In a paper published in the June 17 issue of Nature, U-M scientists Middlebrooks and U-M post-doctoral researchers Li Xu, Ph.D., and Shigeto Furukawa, Ph.D., describe how localization errors made by nerve cells in the brains of cats exposed to filtered sounds are consistent with errors made by humans in previous experiments.

In earlier experiments, human volunteers stood in a soundproof room surrounded by 14 loudspeakers and listened to a random series of broad-band and narrow-band tones, which sound something like quiet crickets. People turned toward each sound's origin, while sensors recorded the orientation of their heads when they did so.
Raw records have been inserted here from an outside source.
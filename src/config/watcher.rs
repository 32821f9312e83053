//! Hot reload of the client configuration.
//!
//! The watcher re-reads its [`ConfigSource`] whenever the file changes and
//! forwards each distinct, valid configuration. [`apply_reload`] folds one into
//! a running cluster view.

use std::time::Duration;

use notify::{Config, Event, RecommendedWatcher, RecursiveMode, Watcher};
use tokio::sync::mpsc;

use crate::cluster::Metadata;
use crate::config::loader::ConfigSource;
use crate::config::schema::ClientConfig;

/// Watches the file behind a [`ConfigSource`].
pub struct ConfigWatcher {
    source: ConfigSource,
    update_tx: mpsc::UnboundedSender<ClientConfig>,
}

impl ConfigWatcher {
    /// Returns the watcher and a receiver of reloaded configurations.
    pub fn new(source: ConfigSource) -> (Self, mpsc::UnboundedReceiver<ClientConfig>) {
        let (update_tx, update_rx) = mpsc::unbounded_channel();
        (Self { source, update_tx }, update_rx)
    }

    /// Start watching. The returned watcher must be kept alive for events to flow.
    ///
    /// A source without a file has nothing to watch and is reported as a
    /// `notify` path error.
    pub fn run(self) -> Result<RecommendedWatcher, notify::Error> {
        let Some(path) = self.source.path().map(ToOwned::to_owned) else {
            return Err(notify::Error::generic("no configuration file to watch"));
        };

        let Self { source, update_tx } = self;
        // Editors emit several events per save; only forward real changes.
        let mut last_sent: Option<ClientConfig> = None;

        let mut watcher = RecommendedWatcher::new(
            move |res: notify::Result<Event>| {
                let event = match res {
                    Ok(event) => event,
                    Err(e) => {
                        tracing::error!(error = %e, "Config watch error");
                        return;
                    }
                };
                if !(event.kind.is_modify() || event.kind.is_create()) {
                    return;
                }

                match source.load() {
                    Ok(config) if last_sent.as_ref() == Some(&config) => {
                        tracing::debug!("Config file touched without changes");
                    }
                    Ok(config) => {
                        last_sent = Some(config.clone());
                        if update_tx.send(config).is_err() {
                            tracing::debug!("Config receiver dropped; ignoring reload");
                        }
                    }
                    Err(e) => {
                        tracing::error!(error = %e, "Reload rejected, keeping current configuration");
                    }
                }
            },
            Config::default().with_poll_interval(Duration::from_secs(2)),
        )?;

        watcher.watch(&path, RecursiveMode::NonRecursive)?;
        tracing::info!(path = ?path, "Config watcher started");
        Ok(watcher)
    }
}

/// Fold a reloaded configuration into a running cluster view.
///
/// Membership follows `next`. Every other section is fixed at startup: new
/// hosts get the current health thresholds, and each changed section is
/// logged as needing a restart. Returns `(added, removed)`.
pub fn apply_reload(current: &ClientConfig, next: &ClientConfig, registry: &Metadata) -> (usize, usize) {
    for section in current.fixed_section_changes(next) {
        tracing::warn!(section, "Configuration section changed; restart to apply it");
    }

    let membership = ClientConfig {
        contact_points: next.contact_points.clone(),
        ..current.clone()
    };
    let (added, removed) = registry.sync(membership.contact_hosts());
    tracing::info!(added, removed, hosts = registry.len(), "Configuration reloaded");
    (added, removed)
}
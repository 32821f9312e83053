//! Round-robin load balancing policy.

use std::sync::Arc;

use rand::rngs::StdRng;
use rand::{RngCore, SeedableRng};

use crate::cluster::{Host, HostRegistry};
use crate::load_balancer::{
    HostDistance, LoadBalancingPolicy, QueryContext, QueryPlan, RegistryBinding, RotationCursor,
};
use crate::observability::metrics;

/// Queries every known host in round-robin order.
///
/// Not datacenter aware: every host is `Local`. For multi-datacenter clusters use
/// [`DcAwareRoundRobinPolicy`](crate::load_balancer::DcAwareRoundRobinPolicy).
///
/// Each plan reserves one full rotation (the snapshot length) on the shared
/// cursor. The first plan starts at a random offset so that client instances
/// do not all begin with the same host.
#[derive(Debug, Default)]
pub struct RoundRobinPolicy {
    registry: RegistryBinding,
    cursor: RotationCursor,
}

impl RoundRobinPolicy {
    pub fn new() -> Self {
        Self::default()
    }

    /// Draw the initial offset from `rng`.
    pub fn with_rng(rng: impl RngCore + Send + 'static) -> Self {
        Self {
            registry: RegistryBinding::default(),
            cursor: RotationCursor::with_rng(rng),
        }
    }

    /// Deterministic initial offset, for tests and reproducible tooling.
    pub fn with_seed(seed: u64) -> Self {
        Self::with_rng(StdRng::seed_from_u64(seed))
    }
}

impl LoadBalancingPolicy for RoundRobinPolicy {
    fn initialize(&self, registry: Arc<dyn HostRegistry>) {
        self.registry.bind(registry, "RoundRobinPolicy");
    }

    fn distance(&self, _host: &Host) -> HostDistance {
        HostDistance::Local
    }

    fn new_query_plan(&self, _query: &QueryContext) -> QueryPlan {
        let hosts = self.registry.get("RoundRobinPolicy").all_hosts();
        if hosts.is_empty() {
            tracing::debug!("No known hosts; returning empty query plan");
            metrics::record_query_plan("round_robin", 0);
            return QueryPlan::empty();
        }

        let start = self.cursor.reserve(hosts.len());
        metrics::record_query_plan("round_robin", hosts.len());
        QueryPlan::rotated(hosts, start)
    }
}

#[cfg(test)]
mod tests {
    use super::*;
    use crate::cluster::{Debounce, Metadata};
    use std::net::SocketAddr;

    fn registry(n: u16) -> Arc<Metadata> {
        Arc::new(Metadata::from_hosts((0..n).map(|i| {
            Host::new(SocketAddr::from(([127, 0, 0, 1], 8080 + i)))
                .with_debounce(Debounce::immediate())
        })))
    }

    fn policy_over(registry: &Arc<Metadata>, seed: u64) -> RoundRobinPolicy {
        let lb = RoundRobinPolicy::with_seed(seed);
        lb.initialize(registry.clone());
        lb
    }

    #[test]
    fn test_round_robin() {
        let metadata = registry(3);
        let lb = policy_over(&metadata, 1);

        let plan: Vec<u16> = lb
            .new_query_plan(&QueryContext::new())
            .map(|h| h.addr().port())
            .collect();
        assert_eq!(plan.len(), 3);

        // Consecutive entries follow registry order, wrapping around.
        let start = (plan[0] - 8080) as usize;
        for (i, port) in plan.iter().enumerate() {
            assert_eq!(*port as usize, 8080 + (start + i) % 3);
        }
    }

    #[test]
    fn full_rotation_per_plan() {
        let metadata = registry(5);
        let lb = policy_over(&metadata, 9);

        let first = lb.new_query_plan(&QueryContext::new()).next().unwrap();
        let second = lb.new_query_plan(&QueryContext::new()).next().unwrap();
        assert_eq!(first.addr(), second.addr());
    }

    #[test]
    fn down_hosts_are_skipped() {
        let metadata = registry(4);
        let lb = policy_over(&metadata, 2);

        let down = metadata.all_hosts()[1].clone();
        down.mark_down();

        let plan: Vec<_> = lb.new_query_plan(&QueryContext::new()).collect();
        assert_eq!(plan.len(), 3);
        assert!(plan.iter().all(|h| h.addr() != down.addr()));
    }

    #[test]
    fn all_down_gives_empty_plan() {
        let metadata = registry(3);
        let lb = policy_over(&metadata, 4);
        for host in metadata.all_hosts() {
            host.mark_down();
        }
        assert_eq!(lb.new_query_plan(&QueryContext::new()).count(), 0);
    }

    #[test]
    fn empty_registry_gives_empty_plan() {
        let metadata = registry(0);
        let lb = policy_over(&metadata, 4);
        assert_eq!(lb.new_query_plan(&QueryContext::new()).count(), 0);
    }

    #[test]
    fn every_host_is_local() {
        let metadata = registry(2);
        let lb = policy_over(&metadata, 0);
        for host in metadata.all_hosts() {
            assert_eq!(lb.distance(&host), HostDistance::Local);
            assert_eq!(lb.distance(&host), HostDistance::Local);
        }
    }

    #[test]
    #[should_panic(expected = "before initialize")]
    fn plan_before_initialize_panics() {
        let lb = RoundRobinPolicy::new();
        let _ = lb.new_query_plan(&QueryContext::new());
    }

    #[test]
    fn second_initialize_keeps_first_registry() {
        let first = registry(2);
        let lb = policy_over(&first, 5);
        lb.initialize(registry(7));
        assert_eq!(lb.new_query_plan(&QueryContext::new()).count(), 2);
    }
}
//! Cluster membership subsystem.
//!
//! # Data Flow
//! ```text
//! Contact points / config reload
//!     → registry.rs (Metadata: add, remove, sync)
//!     → host.rs (per-node liveness signals)
//!     → debounced "considerably up" flag
//!     → read by load balancing policies through HostRegistry
//! ```
//!
//! # Design Decisions
//! - Policies never own hosts; they read snapshots
//! - Liveness is debounced to keep flapping nodes out of plans
//! - Hosts are shared as `Arc<Host>`; all mutable state is atomic

pub mod host;
pub mod registry;

pub use host::{Debounce, Host, HostState};
pub use registry::{HostRegistry, Metadata};
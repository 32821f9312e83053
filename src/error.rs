//! Crate-level error type.

use std::net::AddrParseError;

use thiserror::Error;

use crate::config::ConfigError;
use crate::net::{ConnectError, KeepAliveError};

#[derive(Debug, Error)]
pub enum Error {
    #[error(transparent)]
    Config(#[from] ConfigError),

    #[error(transparent)]
    Connect(#[from] ConnectError),

    #[error(transparent)]
    KeepAlive(#[from] KeepAliveError),

    #[error("logging: {0}")]
    Logging(#[from] tracing_subscriber::util::TryInitError),

    #[error("invalid metrics address: {0}")]
    MetricsAddress(#[from] AddrParseError),

    #[error("metrics exporter: {0}")]
    Metrics(#[from] metrics_exporter_prometheus::BuildError),

    #[error("config watcher: {0}")]
    Watch(#[from] notify::Error),

    #[error("{0}")]
    Usage(&'static str),
}

pub type Result<T, E = Error> = std::result::Result<T, E>;

#[cfg(test)]
mod tests {
    use super::*;

    #[test]
    fn config_errors_pass_through() {
        let err = Error::from(ConfigError::Validation(Vec::new()));
        assert!(matches!(err, Error::Config(ConfigError::Validation(_))));
        assert_eq!(err.to_string(), "Validation failed: ");
    }

    #[test]
    fn bad_metrics_address() {
        let err: Error = "not-an-address".parse::<std::net::SocketAddr>().unwrap_err().into();
        assert!(err.to_string().starts_with("invalid metrics address"));
    }
}
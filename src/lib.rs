//! Host selection and connection tuning for a distributed database client.
//!
//! A [`LoadBalancingPolicy`] turns the current cluster membership into an
//! ordered [`QueryPlan`] per query; a [`Connector`] opens connections to the
//! chosen hosts with the configured [`SocketOptions`].

pub mod cluster;
pub mod config;
pub mod error;
pub mod load_balancer;
pub mod net;
pub mod observability;

pub use cluster::{Host, HostRegistry, HostState, Metadata};
pub use config::ClientConfig;
pub use error::{Error, Result};
pub use load_balancer::{
    HostDistance, LoadBalancingPolicy, QueryContext, QueryPlan, RoundRobinPolicy,
};
pub use net::{Connector, SocketOptions};
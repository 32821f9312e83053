//! Outbound connections to cluster hosts.
//!
//! # Responsibilities
//! - Open TCP connections with the configured socket options
//! - Enforce the connect timeout
//! - Install keep-alive and report when it could not be applied
//! - Feed connection outcomes back into host liveness

use std::io;
use std::net::SocketAddr;
use std::sync::Arc;
use std::time::Duration;

use socket2::SockRef;
use thiserror::Error;
use tokio::net::{TcpSocket, TcpStream};

use crate::cluster::Host;
use crate::net::keepalive::{install_keep_alive, KeepAliveError};
use crate::net::socket_options::SocketOptions;
use crate::observability::metrics;

/// Errors raised while opening a connection.
#[derive(Debug, Error)]
pub enum ConnectError {
    /// A pre-connect socket option could not be applied.
    #[error("failed to configure socket for {addr}: {source}")]
    Socket { addr: SocketAddr, source: io::Error },

    /// The connect timeout elapsed.
    #[error("connect to {addr} timed out after {timeout:?}")]
    Timeout { addr: SocketAddr, timeout: Duration },

    /// The connect attempt or a post-connect option failed.
    #[error("connect to {addr} failed: {source}")]
    Io { addr: SocketAddr, source: io::Error },

    /// Connected, but keep-alive could not be installed. The stream is handed back.
    #[error("connected to {addr} without keep-alive: {source}")]
    KeepAlive {
        addr: SocketAddr,
        stream: TcpStream,
        source: KeepAliveError,
    },
}

impl ConnectError {
    /// The usable stream, if the connection itself succeeded.
    pub fn into_stream(self) -> Option<TcpStream> {
        match self {
            ConnectError::KeepAlive { stream, .. } => Some(stream),
            _ => None,
        }
    }
}

/// Opens connections with one shared set of socket options.
#[derive(Debug, Clone)]
pub struct Connector {
    options: Arc<SocketOptions>,
}

impl Connector {
    pub fn new(options: Arc<SocketOptions>) -> Self {
        Self { options }
    }

    pub fn options(&self) -> &SocketOptions {
        &self.options
    }

    /// Connect to `addr`, applying every option that was explicitly set.
    pub async fn connect(&self, addr: SocketAddr) -> Result<TcpStream, ConnectError> {
        let socket = match addr {
            SocketAddr::V4(_) => TcpSocket::new_v4(),
            SocketAddr::V6(_) => TcpSocket::new_v6(),
        };
        let socket = socket.map_err(|source| ConnectError::Socket { addr, source })?;

        self.configure_socket(&socket)
            .map_err(|source| ConnectError::Socket { addr, source })?;

        let timeout = self.options.connect_timeout();
        let stream = match tokio::time::timeout(timeout, socket.connect(addr)).await {
            Ok(Ok(stream)) => stream,
            Ok(Err(source)) => {
                metrics::record_connect(&addr, "error");
                return Err(ConnectError::Io { addr, source });
            }
            Err(_) => {
                metrics::record_connect(&addr, "timeout");
                return Err(ConnectError::Timeout { addr, timeout });
            }
        };

        if let Some(no_delay) = self.options.tcp_no_delay() {
            stream
                .set_nodelay(no_delay)
                .map_err(|source| ConnectError::Io { addr, source })?;
        }

        if let Some(enabled) = self.options.keep_alive() {
            let interval_ms = self.keep_alive_interval_ms();
            if let Err(source) =
                install_keep_alive(SockRef::from(&stream), enabled, interval_ms, interval_ms)
            {
                metrics::record_connect(&addr, "keepalive_failed");
                return Err(ConnectError::KeepAlive {
                    addr,
                    stream,
                    source,
                });
            }
        }

        metrics::record_connect(&addr, "ok");
        tracing::debug!(
            peer = %addr,
            keep_alive = ?self.options.keep_alive(),
            tcp_no_delay = ?self.options.tcp_no_delay(),
            "Connection established"
        );
        Ok(stream)
    }

    /// Connect to `host` and report the outcome as a liveness signal.
    ///
    /// A keep-alive failure still counts as the host being up.
    pub async fn connect_host(&self, host: &Host) -> Result<TcpStream, ConnectError> {
        let result = self.connect(host.addr()).await;
        match &result {
            Ok(_) | Err(ConnectError::KeepAlive { .. }) => host.mark_up(),
            Err(e) => {
                tracing::debug!(host = %host, error = %e, "Connection attempt failed");
                host.mark_down();
            }
        }
        result
    }

    fn configure_socket(&self, socket: &TcpSocket) -> io::Result<()> {
        let sock = SockRef::from(socket);
        if let Some(reuse) = self.options.reuse_address() {
            sock.set_reuse_address(reuse)?;
        }
        if let Some(bytes) = self.options.receive_buffer_size() {
            sock.set_recv_buffer_size(bytes as usize)?;
        }
        if let Some(bytes) = self.options.send_buffer_size() {
            sock.set_send_buffer_size(bytes as usize)?;
        }
        if let Some(secs) = self.options.so_linger() {
            sock.set_linger(Some(Duration::from_secs(u64::from(secs))))?;
        }
        Ok(())
    }

    /// Keep-alive idle time and probe interval, saturated to the wire field width.
    fn keep_alive_interval_ms(&self) -> u32 {
        u32::try_from(self.options.keep_alive_interval().as_millis()).unwrap_or(u32::MAX)
    }
}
Consistently, volunteers listening to narrow-band sounds turned toward locations that differed in predictable ways from the actual loudspeaker.

For experiments described in the Nature paper, U-M scientists played the same sounds for anesthesized cats with miniature probes surgically implanted in their auditory cortex. Created at the U-M Center for Neural Communication Technology, these neural probes are the size of a grain of pepper and sensitive enough to record signals from a single nerve cell. Using the microelectrode probes, U-M researchers recorded electrical activity from individual neurons in the cat's auditory cortex as it heard the sounds.

"With the probes, we can record from the neuron directly," said Xu. "In effect, the neuron tells us where the cat believes the sound is coming from."

"The auditory systems in humans and cats appear to use the same spectral sound characteristics to determine sound locations," Middlebrooks said. "We interpret these results as evidence that the firing pattern we see in cat neurons could be a model for brain processes that underlie spatial perception reported by humans exposed to the same sounds."

If future research confirms that neurons in human brains respond in the same way as those in the brains of cats, Xu added, it will have immediate applications for the development of new implantable hearing devices designed to stimulate the auditory system directly.

The U-M research project is funded by the National Institute for Deafness and Other Communicative Disorders of the National Institutes of Health. The U-M Center for Neural Communication Technology is supported by NIH's National Institute for Research Resources.